Somalia’s Islamists said on Tuesday they are readying troops and recruiting young men to defend themselves against suspected Ethiopian soldiers in the country.
While witnesses have reported seeing the soldiers near the provincial capital, Baidoa, Ethiopia, which supports the country’s fragile interim government, has denied sending troops.
”We are preparing 2 000 fighters to go to Baidoa to defend the country from the Ethiopians,” Moalim Hashi Mohamed Farah, a top security official with the Islamists told the Deutsche Presse-Agentur. He did not say when this might happen.
The Islamists took the strategic port town of Kismayo this weekend and now control a significant part of the country.
”I have no doubt that the Islamic courts will fight against Ethiopia,” Farah added. ”If the soldiers don’t go back we will go to Addis Ababa.”
The Islamists opened a recruiting office in the capital, Mogadishu, and are encouraging young Somalis to join the voluntary military.
”We urge the youth to defend the country,” said Islamist leader Sheikh Sharif Ahmed.
During the 1990s Ethiopia on several occasions sent troops into its neighbour to prevent the establishment of an Islamic government there. Somalia has been without strong central rule for 15 years.
Somalia’s Prime Minister Ali Mohamed Gedi has appealed for protection from the international community. Without it, he said Somalia will become a ”terrorist safe haven.”
Earlier this month, the African Union granted a request by the transitional government to send in a regional peacekeeping force, which the Islamists have opposed.
Islamists seized Mogadishu earlier this year and have since taken other parts of the country, with the intention of establishing an Islamic state. They have been credited with bringing some order to the anarchic state.
‘They are oppressing us’
Meanwhile, in Kismayo Islamists quelled a women’s protest against the takeover of the port on Tuesday, as the interim government expressed hope the latest tensions with its rivals would not derail peace talks in Sudan.
In a second day of anti-Islamist protests in Somalia’s third biggest city, dozens of women and children took to streets now patrolled by Islamist fighters on pick-ups with machine-guns.

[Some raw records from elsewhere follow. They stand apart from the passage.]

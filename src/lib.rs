//! ember_web - embeddable lightweight HTTP/1.1 server library
//!
//! A small, dependency-light HTTP server meant to be embedded into an
//! application: bind a port, register handlers on paths, start serving.
//! Correctness of the protocol machinery is the point; there is no
//! framework on top of it.
//!
//! # Protocol support
//!
//! - **HTTP/1.1** with persistent connections, `100 Continue`, chunked
//!   transfer encoding in both directions (including trailers), and
//!   `gzip`/`deflate` response compression
//! - **Conditional requests** - `ETag` and the `If-*` header family
//! - **Partial content** - byte-range retrieval and `If-Range`
//! - **Multipart** - streaming `multipart/form-data` decoding for uploads
//! - **Virtual hosts** - multiple domains with aliases per server
//! - **HTTP/1.0** for legacy clients
//!
//! # Quick start
//!
//! ```no_run
//! use ember_web::{Request, Response, Server};
//! use std::io;
//!
//! fn hello(_req: &mut Request<'_>, resp: &mut Response<'_>) -> io::Result<u16> {
//!     resp.send(200, "Hello World!")?;
//!     Ok(0)
//! }
//!
//! let server = Server::builder()
//!     .port(8080)
//!     .context("/hello", &["GET"], hello)
//!     .build();
//! server.start().unwrap();
//! ```
//!
//! A handler returns `0` once it has written a response itself, or a
//! status code to have a default response sent for it. Handlers receive
//! the request (with a streaming body) and a response writer; see
//! [`Handler`] for the full contract and [`FileHandler`] for a complete
//! conforming implementation.
//!
//! # Threading model
//!
//! A dedicated acceptor thread hands each accepted connection to an
//! [`Executor`] (by default a grow-on-demand cached thread pool). Each
//! connection processes its requests strictly in sequence; configuration
//! (contexts, hosts, aliases) must be complete before [`Server::start`].

pub(crate) mod http {
    pub(crate) mod body;
    pub(crate) mod cond;
    pub(crate) mod date;
    pub(crate) mod headers;
    pub(crate) mod multipart;
    pub(crate) mod query;
    pub(crate) mod request;
    pub(crate) mod response;
    pub(crate) mod types;
}
pub(crate) mod server {
    pub(crate) mod connection;
    pub(crate) mod server;
}
pub(crate) mod errors;
pub(crate) mod handlers;
pub mod limits;

pub use crate::{
    handlers::{FileHandler, MediaTypes},
    http::{
        body::{transfer, ChunkedReader, ChunkedWriter, LimitedReader},
        date::{format_date, parse_date},
        headers::{Header, Headers},
        multipart::{Multipart, MultipartReader, Part},
        query::{parse_params, url_decode},
        request::{BaseUrl, Body, Request},
        response::Response,
        types::{escape_html, format_size, reason_phrase, Version},
    },
    limits::Limits,
    server::server::{
        ContextInfo, Executor, Handler, Server, ServerBuilder, StreamFactory, VirtualHost,
    },
};
impl ServerBuilder {
    /// The port to accept connections on. Port `0` binds an ephemeral
    /// port, readable through [`Server::port`] after `start`.
    pub fn port(mut self, port: u16) -> Self {
        self.port = port;
        self
    }

    pub fn limits(mut self, limits: Limits) -> Self {
        self.limits = limits;
        self
    }

    /// The executor servicing connections. The caller is responsible for
    /// shutting an injected executor down.
    pub fn executor<E: Executor + 'static>(mut self, executor: E) -> Self {
        self.executor = Some(Arc::new(executor));
        self
    }

    /// The factory producing connection streams; inject a TLS factory to
    /// serve HTTPS.
    pub fn stream_factory<F: StreamFactory + 'static>(mut self, factory: F) -> Self {
        self.factory = Some(Arc::new(factory));
        self
    }

    /// A range of ports to try in order when the configured port cannot
    /// be bound.
    pub fn bind_fallback(mut self, lo: u16, hi: u16) -> Self {
        self.bind_fallback = Some((lo, hi));
        self
    }

    /// Registers a context on the default virtual host.
    pub fn context<H: Handler + 'static>(
        mut self,
        path: &str,
        methods: &[&str],
        handler: H,
    ) -> Self {
        self.contexts.push((
            path.to_string(),
            methods.iter().map(|m| m.to_string()).collect(),
            Arc::new(handler),
        ));
        self
    }

    pub fn build(self) -> Server {
        let factory = self
            .factory
            .unwrap_or_else(|| Arc::new(PlainFactory) as Arc<dyn StreamFactory>);
        let executor = self
            .executor
            .unwrap_or_else(|| Arc::new(CachedPool::new(Duration::from_secs(60))));

        let state = Arc::new(ServerState::new(self.limits, factory.secure(), self.port));

        if let Some(host) = state.virtual_host(None) {
            for (path, methods, handler) in self.contexts {
                let methods: Vec<&str> = methods.iter().map(String::as_str).collect();
                host.add_context(&path, &methods, ArcHandler(handler));
            }
        }

        Server {
            state,
            executor,
            factory,
            bind_fallback: self.bind_fallback,
            closing: Arc::new(AtomicBool::new(false)),
            started: AtomicBool::new(false),
        }
    }
}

The Islamists quickly dispersed them, however, arresting several demonstrators including children, witnesses said.
”They are oppressing us,” said Hawo Warsame, one of the women protesters.
”They have arrested some of us as well as our children … These people are inhuman; they are refusing to let us protest peacefully.”
Apart from the brief protest, Kismayo was calm on Tuesday with shops opening again after the previous day’s much bigger and more violent demonstration.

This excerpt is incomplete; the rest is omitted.